RAW DATA:
==*==

//! Reverse-proxy forwarding: builds an upstream request from an inbound one,
//! decorates it with forwarding/trace headers, and relays the response back.

use std::net::SocketAddr;
use std::time::Duration;

use axum::body::Body;
use axum::http::{HeaderMap, HeaderName, HeaderValue, Request, Response, StatusCode};
use uuid::Uuid;

#[derive(Debug, thiserror::Error)]
pub enum ProxyError {
    #[error("upstream request failed: {0}")]
    Upstream(#[from] reqwest::Error),
    #[error("upstream request timed out")]
    Timeout,
}

/// Forward `req` to `target_base_url`, preserving path/query/method/body and
/// adding `X-Forwarded-For`, `X-Forwarded-Host`, and a fresh `X-Request-ID`.
/// Bounded by `timeout`; a timeout or connection failure surfaces as `502`.
pub async fn forward(
    client: &reqwest::Client,
    target_base_url: &str,
    req: Request<Body>,
    client_addr: Option<SocketAddr>,
    timeout: Duration,
) -> Result<Response<Body>, ProxyError> {
    let (parts, body) = req.into_parts();
    let path_and_query = parts
        .uri
        .path_and_query()
        .map(|pq| pq.as_str())
        .unwrap_or("/");
    let url = format!("{target_base_url}{path_and_query}");

    let body_bytes = axum::body::to_bytes(body, usize::MAX)
        .await
        .unwrap_or_default();

    let request_id = Uuid::now_v7().to_string();

    let mut headers = parts.headers.clone();
    headers.remove(axum::http::header::HOST);
    if let Some(addr) = client_addr {
        append_forwarded_for(&mut headers, &addr.ip().to_string());
    }
    if let Some(host) = parts.headers.get(axum::http::header::HOST) {
        headers.insert(
            HeaderName::from_static("x-forwarded-host"),
            host.clone(),
        );
    }
    headers.insert(
        HeaderName::from_static("x-request-id"),
        HeaderValue::from_str(&request_id).expect("uuid is valid header value"),
    );

    let upstream = client
        .request(parts.method, url)
        .headers(headers)
        .body(body_bytes)
        .timeout(timeout)
        .send()
        .await
        .map_err(|e| {
            if e.is_timeout() {
                ProxyError::Timeout
            } else {
                ProxyError::Upstream(e)
            }
        })?;

    let status = upstream.status();
    let resp_headers = upstream.headers().clone();
    let resp_bytes = upstream.bytes().await?;

    let mut builder = Response::builder().status(StatusCode::from_u16(status.as_u16()).unwrap_or(StatusCode::BAD_GATEWAY));
    for (name, value) in resp_headers.iter() {
        builder = builder.header(name, value);
    }
    builder = builder.header(HeaderName::from_static("x-request-id"), request_id);

    Ok(builder.body(Body::from(resp_bytes)).unwrap())
}

fn append_forwarded_for(headers: &mut HeaderMap, client_ip: &str) {
    let value = match headers.get(HeaderName::from_static("x-forwarded-for")) {
        Some(existing) if !existing.is_empty() => {
            format!("{}, {}", existing.to_str().unwrap_or(""), client_ip)
        }
        _ => client_ip.to_string(),
    };
    if let Ok(v) = HeaderValue::from_str(&value) {
        headers.insert(HeaderName::from_static("x-forwarded-for"), v);
    }
}
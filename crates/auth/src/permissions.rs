use serde::{Deserialize, Serialize};

/// Permission identifier.
///
/// Permissions are modeled as opaque strings (e.g. "inventory.read").
#[derive(Debug, Clone, PartialEq, Eq, Hash, Serialize, Deserialize)]
#[serde(transparent)]
pub struct Permission(String);

impl Permission {
    pub fn new(name: impl Into<String>) -> Self {
        Self(name.into())
    }

    pub fn as_str(&self) -> &str {
        &self.0
    }
}

impl core::fmt::Display for Permission {
    fn fmt(&self, f: &mut core::fmt::Formatter<'_>) -> core::fmt::Result {
        f.write_str(&self.0)
    }
}


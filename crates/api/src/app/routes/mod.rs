use axum::{routing::get, Router};

pub mod admin;
pub mod ar;
pub mod auth;
pub mod common;
pub mod customers;
pub mod event_stream;
pub mod events;
pub mod inventory;
pub mod invoices;
pub mod ledger;
pub mod products;
pub mod purchases;
pub mod rbac;
pub mod replay;
pub mod sales;
pub mod suppliers;
pub mod system;

/// Router for all authenticated (tenant-scoped) endpoints.
pub fn router() -> Router {
    Router::new()
        .route("/whoami", get(system::whoami))
        .route("/stream", get(system::stream))
        .nest("/inventory", inventory::router())
        .nest("/products", products::router())
        .nest("/customers", customers::router())
        .nest("/suppliers", suppliers::router())
        .nest("/sales", sales::router())
        .nest("/invoices", invoices::router())
        .nest("/purchases", purchases::router())
        .nest("/ledger", ledger::router())
        .nest("/ar", ar::router())
        .nest("/admin", admin::router())
        .nest("/admin/rbac", rbac::router())
        .nest("/admin/events", events::router())
        .nest("/admin/replay", replay::router())
        .nest("/admin/stream", event_stream::router())
        .merge(auth::protected_router())
}


//! Products domain module (event-sourced).
//!
//! This crate contains business rules for products/catalog, implemented purely as
//! deterministic domain logic (no IO, no HTTP, no storage).

pub mod product;

pub use product::{
    ActivateProduct, ArchiveProduct, CreateProduct, Product, ProductArchived, ProductActivated,
    PricingMetadata, ProductCommand, ProductCreated, ProductEvent, ProductId, ProductStatus,
};

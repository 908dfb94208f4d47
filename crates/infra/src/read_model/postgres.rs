//! Postgres-backed tenant store implementation.
//!
//! This module provides a persistent read model storage using PostgreSQL.
//! It implements the `TenantStore` trait for tenant-isolated key/value storage
//! with support for deterministic rebuilds and cursor persistence.

use std::sync::Arc;
use tracing::Span;

use forgeerp_core::TenantId;
use sqlx::{PgPool, Row};

use super::TenantStore;

/// Postgres-backed tenant store specifically for InventoryReadModel.
///
/// This is a concrete implementation that maps to the `inventory_stock` table.
pub struct PostgresInventoryStore {
    pool: Arc<PgPool>,
}

impl PostgresInventoryStore {
    /// Create a new PostgresInventoryStore with the given connection pool.
    pub fn new(pool: PgPool) -> Self {
        Self {
            pool: Arc::new(pool),
        }
    }
}

// Import types needed for InventoryReadModel implementation
use crate::projections::inventory_stock::InventoryReadModel;
use forgeerp_inventory::InventoryItemId;

impl TenantStore<InventoryItemId, InventoryReadModel> for PostgresInventoryStore {
    fn get(&self, tenant_id: TenantId, key: &InventoryItemId) -> Option<InventoryReadModel> {
        let handle = tokio::runtime::Handle::try_current().ok()?;
        let pool = self.pool.clone();
        let tenant_id_uuid = tenant_id.as_uuid();
        let item_id_uuid = key.0.as_uuid();

        handle.block_on(async {
            let span = Span::current();
            span.record("operation", "get_inventory_stock");

            match sqlx::query(
                r#"
                SELECT
                    tenant_id,
                    item_id,
                    name,
                    quantity,
                    updated_at
                FROM inventory_stock
                WHERE tenant_id = $1 AND item_id = $2
                "#,
            )
            .bind(tenant_id_uuid)
            .bind(item_id_uuid)
            .fetch_optional(&*pool)
            .await
            {
                Ok(Some(row)) => {
                    match (row.try_get::<String, _>("name"), row.try_get::<i64, _>("quantity"), row.try_get::<uuid::Uuid, _>("item_id")) {
                        (Ok(name), Ok(quantity), Ok(item_id)) => Some(InventoryReadModel {
                            item_id: InventoryItemId(forgeerp_core::AggregateId::from_uuid(item_id)),
                            name,
                            quantity,
                        }),
                        _ => None,
                    }
                }
                Ok(None) => None,
                Err(_) => None,
            }
        })
    }

    fn upsert(&self, tenant_id: TenantId, key: InventoryItemId, value: InventoryReadModel) {
        let handle = match tokio::runtime::Handle::try_current() {
            Ok(h) => h,
            Err(_) => return,
        };

        let pool = self.pool.clone();
        let tenant_id_uuid = tenant_id.as_uuid();
        let item_id_uuid = key.0.as_uuid();

        let _ = handle.block_on(async {
            let span = Span::current();
            span.record("operation", "upsert_inventory_stock");

            let _ = sqlx::query(
                r#"
                INSERT INTO inventory_stock (
                    tenant_id,
                    item_id,
                    name,
                    quantity
                )
                VALUES ($1, $2, $3, $4)
                ON CONFLICT (tenant_id, item_id)
                DO UPDATE SET
                    name = EXCLUDED.name,
                    quantity = EXCLUDED.quantity,
                    updated_at = NOW()
                "#,
            )
            .bind(tenant_id_uuid)
            .bind(item_id_uuid)
            .bind(&value.name)
            .bind(value.quantity)
            .execute(&*pool)
            .await;
        });
    }

    fn list(&self, tenant_id: TenantId) -> Vec<InventoryReadModel> {
        let handle = match tokio::runtime::Handle::try_current() {
            Ok(h) => h,
            Err(_) => return vec![],
        };

        let pool = self.pool.clone();
        let tenant_id_uuid = tenant_id.as_uuid();

        handle.block_on(async {
            let span = Span::current();
            span.record("operation", "list_inventory_stock");

            match sqlx::query(
                r#"
                SELECT
                    tenant_id,
                    item_id,
                    name,
                    quantity,
                    updated_at
                FROM inventory_stock
                WHERE tenant_id = $1
                ORDER BY updated_at DESC
                "#,
            )
            .bind(tenant_id_uuid)
            .fetch_all(&*pool)
            .await
            {
                Ok(rows) => rows.into_iter()
                    .filter_map(|r| {
                        match (r.try_get::<uuid::Uuid, _>("item_id"), r.try_get::<String, _>("name"), r.try_get::<i64, _>("quantity")) {
                            (Ok(item_id), Ok(name), Ok(quantity)) => Some(InventoryReadModel {
                                item_id: InventoryItemId(forgeerp_core::AggregateId::from_uuid(item_id)),
                                name,
                                quantity,
                            }),
                            _ => None,
                        }
                    })
                    .collect(),
                Err(_) => vec![],
            }
        })
    }

    fn clear_tenant(&self, tenant_id: TenantId) {
        let handle = match tokio::runtime::Handle::try_current() {
            Ok(h) => h,
            Err(_) => return,
        };

        let pool = self.pool.clone();
        let tenant_id_uuid = tenant_id.as_uuid();

        let _ = handle.block_on(async {
            let span = Span::current();
            span.record("operation", "clear_tenant_inventory_stock");

            let _ = sqlx::query("SELECT clear_tenant_read_models($1)")
                .bind(tenant_id_uuid)
                .execute(&*pool)
                .await;
        });
    }
}

//! Redis-backed `Cache`, `DistributedLock`, and `RateLimiter`.
//!
//! Mirrors the raw-command style of `RedisStreamsEventBus`: a cheap
//! `redis::Client` held behind `Arc`, a fresh connection pulled per call via
//! `get_connection()`, and hand-built `redis::cmd(...)` invocations rather
//! than the higher-level typed helpers, so every round trip is visible.

use std::time::Duration;

use tracing::instrument;

use super::{Cache, CacheError, DistributedLock, RateLimitDecision, RateLimiter};

#[derive(Debug, Clone)]
pub struct RedisCache {
    client: std::sync::Arc<redis::Client>,
    prefix: String,
}

impl RedisCache {
    pub fn new(redis_url: impl AsRef<str>, prefix: impl Into<String>) -> Result<Self, CacheError> {
        let client = redis::Client::open(redis_url.as_ref())
            .map_err(|e| CacheError::Unavailable(e.to_string()))?;
        Ok(Self {
            client: std::sync::Arc::new(client),
            prefix: prefix.into(),
        })
    }

    fn full_key(&self, key: &str) -> String {
        format!("{}:{}", self.prefix, key)
    }
}

impl Cache for RedisCache {
    #[instrument(skip(self), fields(key = %key), err)]
    fn get(&self, key: &str) -> Result<Option<Vec<u8>>, CacheError> {
        let mut conn = self
            .client
            .get_connection()
            .map_err(|e| CacheError::Unavailable(e.to_string()))?;

        let value: Option<Vec<u8>> = redis::cmd("GET")
            .arg(self.full_key(key))
            .query(&mut conn)
            .map_err(|e| CacheError::Unavailable(format!("GET failed: {e}")))?;

        Ok(value)
    }

    #[instrument(skip(self, value), fields(key = %key, ttl_secs = ttl.as_secs()), err)]
    fn set(&self, key: &str, value: Vec<u8>, ttl: Duration) -> Result<(), CacheError> {
        let mut conn = self
            .client
            .get_connection()
            .map_err(|e| CacheError::Unavailable(e.to_string()))?;

        let _: () = redis::cmd("SET")
            .arg(self.full_key(key))
            .arg(value)
            .arg("PX")
            .arg(ttl.as_millis() as u64)
            .query(&mut conn)
            .map_err(|e| CacheError::Unavailable(format!("SET failed: {e}")))?;

        Ok(())
    }

    #[instrument(skip(self), fields(key = %key), err)]
    fn delete(&self, key: &str) -> Result<(), CacheError> {
        let mut conn = self
            .client
            .get_connection()
            .map_err(|e| CacheError::Unavailable(e.to_string()))?;

        let _: i64 = redis::cmd("DEL")
            .arg(self.full_key(key))
            .query(&mut conn)
            .map_err(|e| CacheError::Unavailable(format!("DEL failed: {e}")))?;

        Ok(())
    }

    #[instrument(skip(self), fields(pattern = %pattern), err)]
    fn delete_pattern(&self, pattern: &str) -> Result<u64, CacheError> {
        let mut conn = self
            .client
            .get_connection()
            .map_err(|e| CacheError::Unavailable(e.to_string()))?;

        let scan_pattern = self.full_key(pattern);
        let mut cursor: u64 = 0;
        let mut removed: u64 = 0;

        loop {
            let (next_cursor, keys): (u64, Vec<String>) = redis::cmd("SCAN")
                .arg(cursor)
                .arg("MATCH")
                .arg(&scan_pattern)
                .arg("COUNT")
                .arg(200)
                .query(&mut conn)
                .map_err(|e| CacheError::Unavailable(format!("SCAN failed: {e}")))?;

            if !keys.is_empty() {
                let deleted: i64 = redis::cmd("DEL")
                    .arg(&keys)
                    .query(&mut conn)
                    .map_err(|e| CacheError::Unavailable(format!("DEL failed: {e}")))?;
                removed += deleted as u64;
            }

            cursor = next_cursor;
            if cursor == 0 {
                break;
            }
        }

        Ok(removed)
    }
}

#[derive(Debug, Clone)]
pub struct RedisDistributedLock {
    client: std::sync::Arc<redis::Client>,
    prefix: String,
}

impl RedisDistributedLock {
    pub fn new(redis_url: impl AsRef<str>, prefix: impl Into<String>) -> Result<Self, CacheError> {
        let client = redis::Client::open(redis_url.as_ref())
            .map_err(|e| CacheError::Unavailable(e.to_string()))?;
        Ok(Self {
            client: std::sync::Arc::new(client),
            prefix: prefix.into(),
        })
    }

    fn full_key(&self, key: &str) -> String {
        format!("{}:lock:{}", self.prefix, key)
    }
}

impl DistributedLock for RedisDistributedLock {
    #[instrument(skip(self), fields(key = %key, ttl_secs = ttl.as_secs()), err)]
    fn try_lock(&self, key: &str, ttl: Duration) -> Result<bool, CacheError> {
        let mut conn = self
            .client
            .get_connection()
            .map_err(|e| CacheError::Unavailable(e.to_string()))?;

        // SET key value NX PX ttl_ms: succeeds only if the key is absent.
        let acquired: Option<String> = redis::cmd("SET")
            .arg(self.full_key(key))
            .arg("1")
            .arg("NX")
            .arg("PX")
            .arg(ttl.as_millis() as u64)
            .query(&mut conn)
            .map_err(|e| CacheError::Unavailable(format!("SET NX failed: {e}")))?;

        Ok(acquired.is_some())
    }

    #[instrument(skip(self), fields(key = %key), err)]
    fn unlock(&self, key: &str) -> Result<(), CacheError> {
        let mut conn = self
            .client
            .get_connection()
            .map_err(|e| CacheError::Unavailable(e.to_string()))?;

        let _: i64 = redis::cmd("DEL")
            .arg(self.full_key(key))
            .query(&mut conn)
            .map_err(|e| CacheError::Unavailable(format!("DEL failed: {e}")))?;

        Ok(())
    }
}

#[derive(Debug, Clone)]
pub struct RedisRateLimiter {
    client: std::sync::Arc<redis::Client>,
    prefix: String,
}

impl RedisRateLimiter {
    pub fn new(redis_url: impl AsRef<str>, prefix: impl Into<String>) -> Result<Self, CacheError> {
        let client = redis::Client::open(redis_url.as_ref())
            .map_err(|e| CacheError::Unavailable(e.to_string()))?;
        Ok(Self {
            client: std::sync::Arc::new(client),
            prefix: prefix.into(),
        })
    }

    fn full_key(&self, identifier: &str) -> String {
        format!("{}:ratelimit:{}", self.prefix, identifier)
    }
}

impl RateLimiter for RedisRateLimiter {
    /// Sliding-window check backed by a sorted set: one member per call,
    /// scored by its arrival timestamp in milliseconds. Each call trims
    /// entries older than the window, adds itself, then counts survivors —
    /// no Lua script, so this is three round trips rather than one atomic op.
    #[instrument(skip(self), fields(identifier = %identifier, limit, window_secs = window.as_secs()), err)]
    fn check(&self, identifier: &str, limit: u32, window: Duration) -> Result<RateLimitDecision, CacheError> {
        let mut conn = self
            .client
            .get_connection()
            .map_err(|e| CacheError::Unavailable(e.to_string()))?;

        let key = self.full_key(identifier);
        let now_ms = chrono::Utc::now().timestamp_millis();
        let window_start = now_ms - window.as_millis() as i64;

        let _: i64 = redis::cmd("ZREMRANGEBYSCORE")
            .arg(&key)
            .arg("-inf")
            .arg(window_start)
            .query(&mut conn)
            .map_err(|e| CacheError::Unavailable(format!("ZREMRANGEBYSCORE failed: {e}")))?;

        let member = format!("{now_ms}-{}", uuid::Uuid::new_v4());
        let _: i64 = redis::cmd("ZADD")
            .arg(&key)
            .arg(now_ms)
            .arg(&member)
            .query(&mut conn)
            .map_err(|e| CacheError::Unavailable(format!("ZADD failed: {e}")))?;

        let _: i64 = redis::cmd("PEXPIRE")
            .arg(&key)
            .arg(window.as_millis() as u64)
            .query(&mut conn)
            .map_err(|e| CacheError::Unavailable(format!("PEXPIRE failed: {e}")))?;

        let count: u32 = redis::cmd("ZCARD")
            .arg(&key)
            .query(&mut conn)
            .map_err(|e| CacheError::Unavailable(format!("ZCARD failed: {e}")))?;

        if count > limit {
            Ok(RateLimitDecision::Deny)
        } else {
            Ok(RateLimitDecision::Allow)
        }
    }
}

==*==

WHAT IS BEING ASKED: If the string "invoices" appears in a line of the entries, report the line.

EXERCISE OUTPUT:
pub mod invoices;
        .nest("/invoices", invoices::router())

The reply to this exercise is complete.